■ TASK BRIEF: Give the data again in full, exactly as written below.
==================================================
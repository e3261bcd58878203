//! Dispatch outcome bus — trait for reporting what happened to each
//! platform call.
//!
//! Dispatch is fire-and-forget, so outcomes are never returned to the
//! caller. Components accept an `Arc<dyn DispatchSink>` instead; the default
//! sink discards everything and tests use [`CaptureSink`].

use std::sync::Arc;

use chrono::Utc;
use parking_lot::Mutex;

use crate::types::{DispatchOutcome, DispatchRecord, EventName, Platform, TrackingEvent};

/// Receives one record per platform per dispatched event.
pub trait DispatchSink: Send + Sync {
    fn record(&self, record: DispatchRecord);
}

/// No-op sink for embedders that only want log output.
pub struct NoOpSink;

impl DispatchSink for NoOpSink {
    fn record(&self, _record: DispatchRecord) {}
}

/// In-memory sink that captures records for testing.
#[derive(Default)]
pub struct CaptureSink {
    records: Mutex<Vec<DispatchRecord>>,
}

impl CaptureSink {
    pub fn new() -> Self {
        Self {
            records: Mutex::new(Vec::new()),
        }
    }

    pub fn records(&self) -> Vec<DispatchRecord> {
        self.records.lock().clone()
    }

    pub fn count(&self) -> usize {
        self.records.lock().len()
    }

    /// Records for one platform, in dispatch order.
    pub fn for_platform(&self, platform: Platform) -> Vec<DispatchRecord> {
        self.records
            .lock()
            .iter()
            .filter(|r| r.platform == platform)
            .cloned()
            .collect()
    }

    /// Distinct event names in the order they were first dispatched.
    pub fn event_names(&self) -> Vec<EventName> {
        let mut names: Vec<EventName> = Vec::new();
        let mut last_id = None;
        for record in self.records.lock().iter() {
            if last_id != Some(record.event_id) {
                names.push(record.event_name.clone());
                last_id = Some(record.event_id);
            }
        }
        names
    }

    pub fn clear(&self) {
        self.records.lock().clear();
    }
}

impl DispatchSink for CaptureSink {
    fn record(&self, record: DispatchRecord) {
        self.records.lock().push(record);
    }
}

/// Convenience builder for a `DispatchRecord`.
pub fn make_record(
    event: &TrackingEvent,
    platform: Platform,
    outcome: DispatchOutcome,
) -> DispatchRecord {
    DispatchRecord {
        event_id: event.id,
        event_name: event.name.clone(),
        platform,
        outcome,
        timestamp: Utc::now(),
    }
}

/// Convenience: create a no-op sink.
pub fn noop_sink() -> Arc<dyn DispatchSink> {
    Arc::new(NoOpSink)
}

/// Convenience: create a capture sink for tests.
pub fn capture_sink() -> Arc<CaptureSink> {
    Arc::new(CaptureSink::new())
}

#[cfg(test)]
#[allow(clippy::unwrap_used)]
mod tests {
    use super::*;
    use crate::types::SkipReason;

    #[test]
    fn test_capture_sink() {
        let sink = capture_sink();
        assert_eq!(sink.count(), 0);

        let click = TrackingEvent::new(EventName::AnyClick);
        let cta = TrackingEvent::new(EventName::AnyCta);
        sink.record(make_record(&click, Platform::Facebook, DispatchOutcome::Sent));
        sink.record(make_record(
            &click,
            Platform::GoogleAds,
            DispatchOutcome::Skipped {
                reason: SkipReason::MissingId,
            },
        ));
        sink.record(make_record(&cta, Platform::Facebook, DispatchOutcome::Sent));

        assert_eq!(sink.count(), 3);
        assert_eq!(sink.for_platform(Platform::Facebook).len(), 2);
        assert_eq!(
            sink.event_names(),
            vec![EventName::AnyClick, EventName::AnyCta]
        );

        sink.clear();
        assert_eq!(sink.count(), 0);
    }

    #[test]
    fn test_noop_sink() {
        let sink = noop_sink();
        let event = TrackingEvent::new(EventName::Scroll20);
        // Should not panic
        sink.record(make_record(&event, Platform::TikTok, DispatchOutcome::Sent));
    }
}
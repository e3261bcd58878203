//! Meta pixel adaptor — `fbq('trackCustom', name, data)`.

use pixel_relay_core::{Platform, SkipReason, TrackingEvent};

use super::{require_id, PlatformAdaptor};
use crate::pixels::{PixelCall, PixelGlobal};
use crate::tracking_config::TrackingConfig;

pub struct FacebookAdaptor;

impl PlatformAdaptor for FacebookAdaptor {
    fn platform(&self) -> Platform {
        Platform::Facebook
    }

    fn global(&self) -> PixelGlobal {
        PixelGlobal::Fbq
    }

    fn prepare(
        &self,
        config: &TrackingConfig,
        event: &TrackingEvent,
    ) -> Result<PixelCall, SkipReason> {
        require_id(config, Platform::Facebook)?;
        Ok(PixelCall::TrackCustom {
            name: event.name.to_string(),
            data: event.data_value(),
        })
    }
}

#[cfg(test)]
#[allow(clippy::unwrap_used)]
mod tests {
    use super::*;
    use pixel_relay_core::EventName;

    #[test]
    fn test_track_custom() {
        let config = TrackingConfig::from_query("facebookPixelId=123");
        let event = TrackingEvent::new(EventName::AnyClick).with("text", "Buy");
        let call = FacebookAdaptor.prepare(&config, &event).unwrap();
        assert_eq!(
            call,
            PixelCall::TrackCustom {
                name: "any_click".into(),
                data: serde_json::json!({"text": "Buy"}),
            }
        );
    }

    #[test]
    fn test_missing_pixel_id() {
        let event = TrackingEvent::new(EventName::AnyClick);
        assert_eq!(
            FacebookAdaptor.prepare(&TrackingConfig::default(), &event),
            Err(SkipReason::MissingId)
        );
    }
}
==================================================
■ RESULT OF THE EXERCISE:
repository e3261bcd58878203
//! Dispatch outcome bus — trait for reporting what happened to each
//! platform call.
//!
//! Dispatch is fire-and-forget, so outcomes are never returned to the
//! caller. Components accept an `Arc<dyn DispatchSink>` instead; the default
//! sink discards everything and tests use [`CaptureSink`].

use std::sync::Arc;

use chrono::Utc;
use parking_lot::Mutex;

use crate::types::{DispatchOutcome, DispatchRecord, EventName, Platform, TrackingEvent};

/// Receives one record per platform per dispatched event.
pub trait DispatchSink: Send + Sync {
    fn record(&self, record: DispatchRecord);
}

/// No-op sink for embedders that only want log output.
pub struct NoOpSink;

impl DispatchSink for NoOpSink {
    fn record(&self, _record: DispatchRecord) {}
}

/// In-memory sink that captures records for testing.
#[derive(Default)]
pub struct CaptureSink {
    records: Mutex<Vec<DispatchRecord>>,
}

impl CaptureSink {
    pub fn new() -> Self {
        Self {
            records: Mutex::new(Vec::new()),
        }
    }

    pub fn records(&self) -> Vec<DispatchRecord> {
        self.records.lock().clone()
    }

    pub fn count(&self) -> usize {
        self.records.lock().len()
    }

    /// Records for one platform, in dispatch order.
    pub fn for_platform(&self, platform: Platform) -> Vec<DispatchRecord> {
        self.records
            .lock()
            .iter()
            .filter(|r| r.platform == platform)
            .cloned()
            .collect()
    }

    /// Distinct event names in the order they were first dispatched.
    pub fn event_names(&self) -> Vec<EventName> {
        let mut names: Vec<EventName> = Vec::new();
        let mut last_id = None;
        for record in self.records.lock().iter() {
            if last_id != Some(record.event_id) {
                names.push(record.event_name.clone());
                last_id = Some(record.event_id);
            }
        }
        names
    }

    pub fn clear(&self) {
        self.records.lock().clear();
    }
}

impl DispatchSink for CaptureSink {
    fn record(&self, record: DispatchRecord) {
        self.records.lock().push(record);
    }
}

/// Convenience builder for a `DispatchRecord`.
pub fn make_record(
    event: &TrackingEvent,
    platform: Platform,
    outcome: DispatchOutcome,
) -> DispatchRecord {
    DispatchRecord {
        event_id: event.id,
        event_name: event.name.clone(),
        platform,
        outcome,
        timestamp: Utc::now(),
    }
}

/// Convenience: create a no-op sink.
pub fn noop_sink() -> Arc<dyn DispatchSink> {
    Arc::new(NoOpSink)
}

/// Convenience: create a capture sink for tests.
pub fn capture_sink() -> Arc<CaptureSink> {
    Arc::new(CaptureSink::new())
}

#[cfg(test)]
#[allow(clippy::unwrap_used)]
mod tests {
    use super::*;
    use crate::types::SkipReason;

    #[test]
    fn test_capture_sink() {
        let sink = capture_sink();
        assert_eq!(sink.count(), 0);

        let click = TrackingEvent::new(EventName::AnyClick);
        let cta = TrackingEvent::new(EventName::AnyCta);
        sink.record(make_record(&click, Platform::Facebook, DispatchOutcome::Sent));
        sink.record(make_record(
            &click,
            Platform::GoogleAds,
            DispatchOutcome::Skipped {
                reason: SkipReason::MissingId,
            },
        ));
        sink.record(make_record(&cta, Platform::Facebook, DispatchOutcome::Sent));

        assert_eq!(sink.count(), 3);
        assert_eq!(sink.for_platform(Platform::Facebook).len(), 2);
        assert_eq!(
            sink.event_names(),
            vec![EventName::AnyClick, EventName::AnyCta]
        );

        sink.clear();
        assert_eq!(sink.count(), 0);
    }

    #[test]
    fn test_noop_sink() {
        let sink = noop_sink();
        let event = TrackingEvent::new(EventName::Scroll20);
        // Should not panic
        sink.record(make_record(&event, Platform::TikTok, DispatchOutcome::Sent));
    }
}
repository e3261bcd58878203
//! Meta pixel adaptor — `fbq('trackCustom', name, data)`.

use pixel_relay_core::{Platform, SkipReason, TrackingEvent};

use super::{require_id, PlatformAdaptor};
use crate::pixels::{PixelCall, PixelGlobal};
use crate::tracking_config::TrackingConfig;

pub struct FacebookAdaptor;

impl PlatformAdaptor for FacebookAdaptor {
    fn platform(&self) -> Platform {
        Platform::Facebook
    }

    fn global(&self) -> PixelGlobal {
        PixelGlobal::Fbq
    }

    fn prepare(
        &self,
        config: &TrackingConfig,
        event: &TrackingEvent,
    ) -> Result<PixelCall, SkipReason> {
        require_id(config, Platform::Facebook)?;
        Ok(PixelCall::TrackCustom {
            name: event.name.to_string(),
            data: event.data_value(),
        })
    }
}

#[cfg(test)]
#[allow(clippy::unwrap_used)]
mod tests {
    use super::*;
    use pixel_relay_core::EventName;

    #[test]
    fn test_track_custom() {
        let config = TrackingConfig::from_query("facebookPixelId=123");
        let event = TrackingEvent::new(EventName::AnyClick).with("text", "Buy");
        let call = FacebookAdaptor.prepare(&config, &event).unwrap();
        assert_eq!(
            call,
            PixelCall::TrackCustom {
                name: "any_click".into(),
                data: serde_json::json!({"text": "Buy"}),
            }
        );
    }

    #[test]
    fn test_missing_pixel_id() {
        let event = TrackingEvent::new(EventName::AnyClick);
        assert_eq!(
            FacebookAdaptor.prepare(&TrackingConfig::default(), &event),
            Err(SkipReason::MissingId)
        );
    }
}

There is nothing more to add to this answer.